-- ENTRIES SHOWN follows --
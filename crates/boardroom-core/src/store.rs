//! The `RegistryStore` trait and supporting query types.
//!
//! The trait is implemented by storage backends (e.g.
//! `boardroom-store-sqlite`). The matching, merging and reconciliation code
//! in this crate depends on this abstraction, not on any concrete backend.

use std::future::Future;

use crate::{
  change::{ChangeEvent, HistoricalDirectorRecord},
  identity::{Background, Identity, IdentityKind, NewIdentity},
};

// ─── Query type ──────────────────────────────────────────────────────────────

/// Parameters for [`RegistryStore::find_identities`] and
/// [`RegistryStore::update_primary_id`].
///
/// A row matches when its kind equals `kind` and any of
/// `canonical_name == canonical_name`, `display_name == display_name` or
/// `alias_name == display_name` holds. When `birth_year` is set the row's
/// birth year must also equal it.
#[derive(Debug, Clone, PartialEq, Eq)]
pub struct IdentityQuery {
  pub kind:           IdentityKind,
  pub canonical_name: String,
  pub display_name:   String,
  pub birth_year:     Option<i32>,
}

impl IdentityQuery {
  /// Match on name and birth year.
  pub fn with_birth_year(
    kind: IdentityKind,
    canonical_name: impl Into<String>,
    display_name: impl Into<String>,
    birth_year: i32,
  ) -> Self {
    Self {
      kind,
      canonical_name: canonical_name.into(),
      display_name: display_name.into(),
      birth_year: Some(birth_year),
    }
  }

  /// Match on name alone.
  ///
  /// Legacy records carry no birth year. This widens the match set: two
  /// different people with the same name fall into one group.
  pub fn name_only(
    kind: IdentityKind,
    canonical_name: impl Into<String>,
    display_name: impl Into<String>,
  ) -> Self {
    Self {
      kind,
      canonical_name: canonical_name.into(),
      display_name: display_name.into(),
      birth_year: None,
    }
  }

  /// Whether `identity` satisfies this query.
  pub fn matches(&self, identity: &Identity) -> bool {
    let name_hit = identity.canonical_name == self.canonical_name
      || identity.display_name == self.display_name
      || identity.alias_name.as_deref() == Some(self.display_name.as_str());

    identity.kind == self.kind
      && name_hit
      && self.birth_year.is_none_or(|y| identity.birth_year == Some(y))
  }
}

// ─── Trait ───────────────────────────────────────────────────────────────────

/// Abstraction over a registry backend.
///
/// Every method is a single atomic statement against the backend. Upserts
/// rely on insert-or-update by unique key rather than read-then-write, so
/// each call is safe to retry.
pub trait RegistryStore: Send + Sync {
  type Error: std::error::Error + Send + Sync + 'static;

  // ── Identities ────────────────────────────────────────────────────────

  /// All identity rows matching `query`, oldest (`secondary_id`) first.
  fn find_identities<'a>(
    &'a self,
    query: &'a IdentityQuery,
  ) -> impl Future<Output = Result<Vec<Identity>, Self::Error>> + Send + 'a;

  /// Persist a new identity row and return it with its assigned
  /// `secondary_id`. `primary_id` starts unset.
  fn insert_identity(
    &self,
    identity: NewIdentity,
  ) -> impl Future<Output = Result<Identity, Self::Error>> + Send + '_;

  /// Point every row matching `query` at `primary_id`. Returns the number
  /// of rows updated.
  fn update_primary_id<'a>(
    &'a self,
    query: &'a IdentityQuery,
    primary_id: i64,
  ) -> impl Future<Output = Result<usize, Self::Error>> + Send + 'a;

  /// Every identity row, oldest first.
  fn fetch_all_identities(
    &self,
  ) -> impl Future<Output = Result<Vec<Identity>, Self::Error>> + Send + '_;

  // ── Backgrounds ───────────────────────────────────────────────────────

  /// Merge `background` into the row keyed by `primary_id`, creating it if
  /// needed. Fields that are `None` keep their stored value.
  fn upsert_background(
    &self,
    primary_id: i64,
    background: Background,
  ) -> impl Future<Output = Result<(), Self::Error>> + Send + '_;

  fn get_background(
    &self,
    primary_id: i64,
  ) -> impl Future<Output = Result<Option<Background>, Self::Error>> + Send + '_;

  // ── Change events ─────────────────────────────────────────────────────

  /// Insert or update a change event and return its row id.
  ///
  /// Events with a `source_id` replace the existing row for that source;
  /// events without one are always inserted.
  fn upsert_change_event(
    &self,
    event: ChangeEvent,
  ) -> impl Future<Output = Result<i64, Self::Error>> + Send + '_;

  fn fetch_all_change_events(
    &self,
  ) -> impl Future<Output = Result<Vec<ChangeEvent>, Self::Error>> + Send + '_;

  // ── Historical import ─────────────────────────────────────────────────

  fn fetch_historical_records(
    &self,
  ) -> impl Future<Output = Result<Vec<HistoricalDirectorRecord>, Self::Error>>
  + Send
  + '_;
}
-- ENTRIES SHOWN concluded --
WORK TASK: Reproduce each line from the data that has "Error" in it.

RESULT BELOW:
  type Error: std::error::Error + Send + Sync + 'static;
  ) -> impl Future<Output = Result<Vec<Identity>, Self::Error>> + Send + 'a;
  ) -> impl Future<Output = Result<Identity, Self::Error>> + Send + '_;
  ) -> impl Future<Output = Result<usize, Self::Error>> + Send + 'a;
  ) -> impl Future<Output = Result<Vec<Identity>, Self::Error>> + Send + '_;
  ) -> impl Future<Output = Result<(), Self::Error>> + Send + '_;
  ) -> impl Future<Output = Result<Option<Background>, Self::Error>> + Send + '_;
  ) -> impl Future<Output = Result<i64, Self::Error>> + Send + '_;
  ) -> impl Future<Output = Result<Vec<ChangeEvent>, Self::Error>> + Send + '_;
  ) -> impl Future<Output = Result<Vec<HistoricalDirectorRecord>, Self::Error>>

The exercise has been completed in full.